**DIRECTIONS:** State how many lines of the data contain the word "target", and write nothing besides the number.

**INFORMATION PROVIDED:**

______________________________

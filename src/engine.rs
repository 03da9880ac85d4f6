//! The synchronous step engine.
//!
//! [`step`] advances the whole population by exactly one discrete tick.
//! Every transition decision for a tick is made against the state the
//! population held when the tick began: states are captured up front, all
//! proposals are drawn against that capture, and the winning transitions
//! are applied simultaneously afterwards, so updates within a tick can
//! never influence each other.

use crate::compartment::Compartment;
use crate::model::{CompartmentalModel, Trigger};
use crate::population::{NodeId, Population};
use log::trace;
use rand::Rng;

/// Advances `population` by one tick under `model`.
///
/// Deterministic given a fixed `rng`: nodes are evaluated in id order,
/// rules in model order, and contact draws in neighbor order, stopping at
/// the first success. A node makes at most one transition per tick. The
/// step counter belongs to the caller (see [`crate::snapshot::Snapshot`]).
pub fn step<R: Rng + ?Sized>(
    population: &mut Population,
    model: &CompartmentalModel,
    rng: &mut R,
) {
    let before: Vec<Compartment> = population.nodes().map(|(_, node)| node.state).collect();

    let mut proposals: Vec<Option<Compartment>> = Vec::with_capacity(before.len());
    for index in 0..before.len() {
        proposals.push(propose_transition(
            population,
            &before,
            model,
            NodeId(index),
            rng,
        ));
    }

    let mut transitions = 0usize;
    for (index, proposal) in proposals.into_iter().enumerate() {
        let id = NodeId(index);
        match proposal {
            Some(state) => {
                population.set_state(id, state);
                transitions += 1;
            }
            None => population.node_mut(id).ticks_in_state += 1,
        }
    }
    trace!("applied {transitions} transitions across {} nodes", before.len());
}

/// Decides the node's transition for this tick, if any: contact rules
/// first, then spontaneous rules, first success wins.
fn propose_transition<R: Rng + ?Sized>(
    population: &Population,
    before: &[Compartment],
    model: &CompartmentalModel,
    id: NodeId,
    rng: &mut R,
) -> Option<Compartment> {
    let state = before[id.0];
    let node = population.node(id);

    for rule in model.contact_rules() {
        if rule.source != state {
            continue;
        }
        let probability = node.infect_probability.unwrap_or(rule.probability);
        for &neighbor in population.neighbors(id) {
            let neighbor_state = before[neighbor.0];
            // Quarantined and dead neighbors never transmit.
            if neighbor_state != rule.via || !neighbor_state.is_contact_source() {
                continue;
            }
            if rng.random_bool(probability) {
                return Some(rule.target);
            }
        }
    }

    for rule in model.spontaneous_rules() {
        if rule.source != state {
            continue;
        }
        let fires = match rule.trigger {
            Trigger::Probability(p) => rng.random_bool(p),
            // Residence includes the tick being applied, so a node that
            // entered the compartment `d` ticks ago leaves on this one.
            Trigger::AfterTicks(d) => node.ticks_in_state + 1 >= d,
        };
        if fires {
            return Some(rule.target);
        }
    }

    None
}

#[cfg(test)]
mod test {
    use super::step;
    use crate::compartment::Compartment;
    use crate::model::ModelParameters;
    use crate::population::{NodeId, Population};
    use rand::rngs::StdRng;
    use rand::SeedableRng;

    fn ring(node_count: usize) -> Population {
        let edges: Vec<(usize, usize)> = (0..node_count)
            .map(|a| (a, (a + 1) % node_count))
            .collect();
        Population::from_edges(node_count, &edges).unwrap()
    }

    #[test]
    fn sir_ring_spreads_to_both_neighbors_in_one_tick() {
        let mut population = ring(10);
        population.set_state(NodeId(0), Compartment::Infected);
        let model = ModelParameters::Sir {
            p_infect: 1.0,
            p_recover: 0.0,
        }
        .build()
        .unwrap();
        let mut rng = StdRng::seed_from_u64(42);

        step(&mut population, &model, &mut rng);

        for (id, node) in population.nodes() {
            let expected = match id.0 {
                0 | 1 | 9 => Compartment::Infected,
                _ => Compartment::Susceptible,
            };
            assert_eq!(node.state, expected, "node {}", id.0);
        }
    }

    #[test]
    fn states_stay_within_the_declared_compartments() {
        let variants = [
            ModelParameters::Sir {
                p_infect: 0.8,
                p_recover: 0.3,
            },
            ModelParameters::Sis {
                p_infect: 0.8,
                p_recover: 0.3,
            },
            ModelParameters::Sird {
                p_infect: 0.8,
                p_recover: 0.3,
                p_death: 0.2,
            },
            ModelParameters::SirsDuration {
                p_infect: 0.8,
                p_recover: 0.3,
                recovery_duration: 2,
            },
            ModelParameters::SirsProbability {
                p_infect: 0.8,
                p_recover: 0.3,
                p_susceptible: 0.4,
            },
            ModelParameters::Seir {
                p_infect: 0.8,
                p_exposed_to_infectious: 0.5,
                p_recover: 0.3,
            },
            ModelParameters::SeirsImmunityPeriod {
                p_infect: 0.8,
                p_exposed_to_infectious: 0.5,
                p_recover: 0.3,
                immunity_period: 2,
            },
            ModelParameters::SeirsLossProbability {
                p_infect: 0.8,
                p_exposed_to_infectious: 0.5,
                p_recover: 0.3,
                p_susceptible: 0.4,
            },
        ];
        for (offset, parameters) in variants.into_iter().enumerate() {
            let model = parameters.build().unwrap();
            let mut population = ring(20);
            let mut rng = StdRng::seed_from_u64(100 + offset as u64);
            population.seed(0.2, &model, &mut rng);
            for _ in 0..10 {
                step(&mut population, &model, &mut rng);
                for (_, node) in population.nodes() {
                    assert!(model.declares(node.state), "{:?}", node.state);
                }
            }
            assert_eq!(population.node_count(), 20);
        }
    }

    #[test]
    fn identical_seeds_produce_identical_runs() {
        let model = ModelParameters::Seir {
            p_infect: 0.4,
            p_exposed_to_infectious: 0.3,
            p_recover: 0.2,
        }
        .build()
        .unwrap();

        let mut first = ring(30);
        let mut second = first.clone();
        let mut rng_first = StdRng::seed_from_u64(7);
        let mut rng_second = StdRng::seed_from_u64(7);
        first.seed(0.1, &model, &mut rng_first);
        second.seed(0.1, &model, &mut rng_second);

        for _ in 0..20 {
            step(&mut first, &model, &mut rng_first);
            step(&mut second, &model, &mut rng_second);
        }
        assert_eq!(first, second);
    }

    #[test]
    fn sird_resolves_competing_exits_to_a_single_transition() {
        let model = ModelParameters::Sird {
            p_infect: 0.0,
            p_recover: 0.5,
            p_death: 0.5,
        }
        .build()
        .unwrap();
        for seed in 0..50 {
            let mut population = Population::from_edges(1, &[]).unwrap();
            population.set_state(NodeId(0), Compartment::Infected);
            let mut rng = StdRng::seed_from_u64(seed);
            step(&mut population, &model, &mut rng);
            let state = population.node(NodeId(0)).state;
            assert!(
                matches!(
                    state,
                    Compartment::Infected | Compartment::Recovered | Compartment::Dead
                ),
                "{state:?}"
            );
        }
    }

    #[test]
    fn sird_recovery_wins_when_both_exits_are_certain() {
        let model = ModelParameters::Sird {
            p_infect: 0.0,
            p_recover: 1.0,
            p_death: 1.0,
        }
        .build()
        .unwrap();
        let mut population = Population::from_edges(1, &[]).unwrap();
        population.set_state(NodeId(0), Compartment::Infected);
        let mut rng = StdRng::seed_from_u64(42);
        step(&mut population, &model, &mut rng);
        assert_eq!(population.node(NodeId(0)).state, Compartment::Recovered);
    }

    #[test]
    fn quarantined_neighbor_does_not_transmit() {
        let mut population = Population::from_edges(2, &[(0, 1)]).unwrap();
        population.set_state(NodeId(1), Compartment::Quarantined);
        let model = ModelParameters::Sir {
            p_infect: 1.0,
            p_recover: 0.0,
        }
        .build()
        .unwrap();
        let mut rng = StdRng::seed_from_u64(42);
        step(&mut population, &model, &mut rng);
        assert_eq!(population.node(NodeId(0)).state, Compartment::Susceptible);
    }

    #[test]
    fn seir_contact_exposes_instead_of_infecting() {
        let mut population = Population::from_edges(2, &[(0, 1)]).unwrap();
        population.set_state(NodeId(1), Compartment::Infected);
        let model = ModelParameters::Seir {
            p_infect: 1.0,
            p_exposed_to_infectious: 0.0,
            p_recover: 0.0,
        }
        .build()
        .unwrap();
        let mut rng = StdRng::seed_from_u64(42);
        step(&mut population, &model, &mut rng);
        assert_eq!(population.node(NodeId(0)).state, Compartment::Exposed);
    }

    #[test]
    fn duration_rule_fires_exactly_when_residence_is_reached() {
        let model = ModelParameters::SirsDuration {
            p_infect: 0.0,
            p_recover: 0.0,
            recovery_duration: 3,
        }
        .build()
        .unwrap();
        let mut population = Population::from_edges(1, &[]).unwrap();
        population.set_state(NodeId(0), Compartment::Recovered);
        let mut rng = StdRng::seed_from_u64(42);

        step(&mut population, &model, &mut rng);
        assert_eq!(population.node(NodeId(0)).state, Compartment::Recovered);
        step(&mut population, &model, &mut rng);
        assert_eq!(population.node(NodeId(0)).state, Compartment::Recovered);
        step(&mut population, &model, &mut rng);
        assert_eq!(population.node(NodeId(0)).state, Compartment::Susceptible);
    }

    #[test]
    fn per_node_infect_probability_overrides_the_rule() {
        let model = ModelParameters::Sir {
            p_infect: 1.0,
            p_recover: 0.0,
        }
        .build()
        .unwrap();
        let mut population = Population::from_edges(2, &[(0, 1)]).unwrap();
        population.set_state(NodeId(1), Compartment::Infected);
        population.node_mut(NodeId(0)).infect_probability = Some(0.0);
        let mut rng = StdRng::seed_from_u64(42);
        step(&mut population, &model, &mut rng);
        assert_eq!(population.node(NodeId(0)).state, Compartment::Susceptible);
    }
}
use std::fmt::{self, Debug, Display};
use std::io;

/// Provides `EpinetError` and maps other errors to
/// convert to an `EpinetError`
#[derive(Debug)]
#[allow(clippy::module_name_repetitions)]
pub enum EpinetError {
    IoError(io::Error),
    JsonError(serde_json::Error),
    CSVError(csv::Error),
    ReportError(String),
    EpinetError(String),
}

impl From<io::Error> for EpinetError {
    fn from(error: io::Error) -> Self {
        EpinetError::IoError(error)
    }
}

impl From<serde_json::Error> for EpinetError {
    fn from(error: serde_json::Error) -> Self {
        EpinetError::JsonError(error)
    }
}

impl From<csv::Error> for EpinetError {
    fn from(error: csv::Error) -> Self {
        EpinetError::CSVError(error)
    }
}

impl From<String> for EpinetError {
    fn from(error: String) -> Self {
        EpinetError::EpinetError(error)
    }
}

impl From<&str> for EpinetError {
    fn from(error: &str) -> Self {
        EpinetError::EpinetError(error.to_string())
    }
}

impl std::error::Error for EpinetError {}

impl Display for EpinetError {
    fn fmt(&self, f: &mut fmt::Formatter) -> fmt::Result {
        write!(f, "Error: {self:?}")?;
        Ok(())
    }
}
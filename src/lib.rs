//! A discrete-time engine for simulating epidemic spread on contact networks
//!
//! Epinet models a population as an undirected contact graph in which every
//! node carries an epidemiological state. Disease dynamics are described
//! declaratively: a [`CompartmentalModel`] is an ordered set of compartments
//! plus the probabilistic transition rules connecting them, and one generic
//! step function ([`engine::step`]) interprets any such rule set, advancing
//! the whole population by a single discrete tick.
//!
//! A simulation usually consists of:
//! * A contact graph supplied by the caller and wrapped in a
//!   [`Population`] via [`Population::from_edges`].
//! * A model built from one of the [`ModelParameters`] variants (SIR,
//!   SIS, SIRD, and the SIRS, SEIR and SEIRS flavors).
//! * A driving loop that calls [`engine::step`] once per tick, applying
//!   [`interventions`] (quarantine, edge removal, vaccination) in between.
//! * A [`Snapshot`] exchanged with the driver for persistence and
//!   rendering; per-tick prevalence can be recorded with
//!   [`report::ReportWriter`].
//!
//! All randomness is injected: every stochastic entry point takes an
//! `&mut impl Rng`, and [`random::stream_rng`] derives reproducible named
//! streams from a single experiment seed.

pub mod compartment;
pub mod engine;
pub mod error;
pub mod interventions;
pub mod model;
pub mod population;
pub mod random;
pub mod report;
pub mod snapshot;

pub use compartment::Compartment;
pub use error::EpinetError;
pub use model::{CompartmentalModel, ModelParameters};
pub use population::{Node, NodeId, Population};
pub use snapshot::Snapshot;

// Consumers should draw from the same `rand` this crate draws from.
pub use rand;
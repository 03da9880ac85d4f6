//! Per-tick prevalence reporting.
//!
//! The dashboard-facing renderer is an external collaborator; a headless
//! run records the same information as a CSV time series instead, one row
//! of per-compartment counts per tick.

use crate::compartment::Compartment;
use crate::error::EpinetError;
use crate::population::Population;
use csv::Writer;
use serde_derive::{Deserialize, Serialize};
use std::ffi::OsStr;
use std::fs::{create_dir_all, File};
use std::path::Path;

/// One row of the prevalence time series.
#[derive(Debug, PartialEq, Serialize, Deserialize)]
pub struct PrevalenceRow {
    pub step: u64,
    pub susceptible: usize,
    pub exposed: usize,
    pub infected: usize,
    pub recovered: usize,
    pub dead: usize,
    pub quarantined: usize,
}

impl PrevalenceRow {
    /// Tallies the population at the given step.
    #[must_use]
    pub fn tabulate(step: u64, population: &Population) -> PrevalenceRow {
        PrevalenceRow {
            step,
            susceptible: population.count_in(Compartment::Susceptible),
            exposed: population.count_in(Compartment::Exposed),
            infected: population.count_in(Compartment::Infected),
            recovered: population.count_in(Compartment::Recovered),
            dead: population.count_in(Compartment::Dead),
            quarantined: population.count_in(Compartment::Quarantined),
        }
    }
}

// Checks that the path is valid. Creates the file and all parent
// directories if they do not exist. Called by `ReportWriter::from_path`.
fn create_report_file(path_name: &str) -> Result<File, EpinetError> {
    let path = Path::new(path_name);
    match path.extension().and_then(OsStr::to_str) {
        Some("csv") => {
            create_dir_all(path.parent().expect("Either root or empty path provided"))?;
            let file = File::create(path)?;
            Ok(file)
        }
        _ => Err(EpinetError::ReportError(
            "Report output files must be CSVs at this time".to_string(),
        )),
    }
}

/// Writes the prevalence time series for one simulation run.
pub struct ReportWriter {
    writer: Writer<File>,
}

impl ReportWriter {
    /// Opens a report at `path`, creating parent directories as needed.
    ///
    /// # Errors
    ///
    /// Returns an error if the path is not a `.csv` or cannot be created.
    pub fn from_path(path: &str) -> Result<ReportWriter, EpinetError> {
        let file = create_report_file(path)?;
        Ok(ReportWriter {
            writer: Writer::from_writer(file),
        })
    }

    /// Appends one row of per-compartment counts and flushes it.
    ///
    /// # Errors
    ///
    /// Returns an error if serialization or the underlying write fails.
    pub fn write_counts(&mut self, step: u64, population: &Population) -> Result<(), EpinetError> {
        self.writer
            .serialize(PrevalenceRow::tabulate(step, population))?;
        self.writer.flush()?;
        Ok(())
    }
}
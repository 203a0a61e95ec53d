//! Engine configuration and step reporting.

use std::fmt;

use crate::math::CoordType;
use crate::mesh::{Edge, Mesh, Triangle};
use crate::supra::DEFAULT_MARGIN;

/// Checkpoints at which the engine reports its state.
#[derive(Debug, Clone, Copy, PartialEq, Eq)]
pub enum Stage {
    /// A point is about to be inserted; nothing changed yet.
    BeforeCavityDetection,
    /// The bad triangles have been taken out of the mesh.
    AfterCavityRemoval,
    /// The cavity boundary is known.
    AfterBoundaryExtraction,
    /// The cavity has been filled with triangles fanning from the point.
    AfterRetriangulation,
    /// Triangles touching the supra-triangle have been dropped.
    AfterCleanup,
}

/// Snapshot handed to [`Config::on_step`] callbacks.
#[derive(Debug)]
pub struct Step<'s, T>
where
    T: CoordType,
{
    pub stage: Stage,
    /// Input index of the point being inserted, `None` during cleanup.
    pub point: Option<usize>,
    pub mesh: &'s Mesh<T>,
    /// Triangles removed or created by this stage.
    pub changed: &'s [Triangle<T>],
    /// Cavity boundary, only filled at [`Stage::AfterBoundaryExtraction`].
    pub boundary: &'s [Edge],
}

type StepCallback<'a, T> = Box<dyn FnMut(&Step<'_, T>) + 'a>;

/// Options for a triangulation run.
///
/// ```
/// use bowyer_watson::Config;
///
/// let mut stages = Vec::new();
/// let config = Config::new()
///     .margin(10.0)
///     .on_step(|step| stages.push(step.stage));
/// # drop(config);
/// ```
pub struct Config<'a, T>
where
    T: CoordType,
{
    pub(crate) debug: bool,
    pub(crate) margin: T,
    pub(crate) on_step: Option<StepCallback<'a, T>>,
}

impl<'a, T> Config<'a, T>
where
    T: CoordType,
{
    pub fn new() -> Self {
        Self {
            debug: false,
            margin: T::from(DEFAULT_MARGIN).unwrap(),
            on_step: None,
        }
    }

    /// Emit a `tracing` debug event at every checkpoint.
    pub fn debug(mut self, debug: bool) -> Self {
        self.debug = debug;
        self
    }

    /// Scale of the supra-triangle relative to the half extent of the input.
    pub fn margin(mut self, margin: T) -> Self {
        self.margin = margin;
        self
    }

    /// Callback invoked at every [`Stage`]. It only sees shared references,
    /// so it cannot influence the run.
    pub fn on_step<F>(mut self, callback: F) -> Self
    where
        F: FnMut(&Step<'_, T>) + 'a,
    {
        self.on_step = Some(Box::new(callback));
        self
    }

    pub fn is_debug(&self) -> bool {
        self.debug
    }

    pub fn supra_margin(&self) -> T {
        self.margin
    }

    pub(crate) fn reporting(&self) -> bool {
        self.debug || self.on_step.is_some()
    }

    pub(crate) fn report(&mut self, step: Step<'_, T>) {
        if self.debug {
            tracing::debug!(
                stage = ?step.stage,
                point = ?step.point,
                live = step.mesh.len(),
                changed = step.changed.len(),
                boundary = step.boundary.len(),
                "bowyer-watson step"
            );
        }
        if let Some(callback) = self.on_step.as_mut() {
            callback(&step);
        }
    }
}

impl<T> Default for Config<'_, T>
where
    T: CoordType,
{
    fn default() -> Self {
        Self::new()
    }
}

impl<T> fmt::Debug for Config<'_, T>
where
    T: CoordType,
{
    fn fmt(&self, f: &mut fmt::Formatter<'_>) -> fmt::Result {
        f.debug_struct("Config")
            .field("debug", &self.debug)
            .field("margin", &self.margin)
            .field("on_step", &self.on_step.is_some())
            .finish()
    }
}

______________________________

**OUTPUT:** 2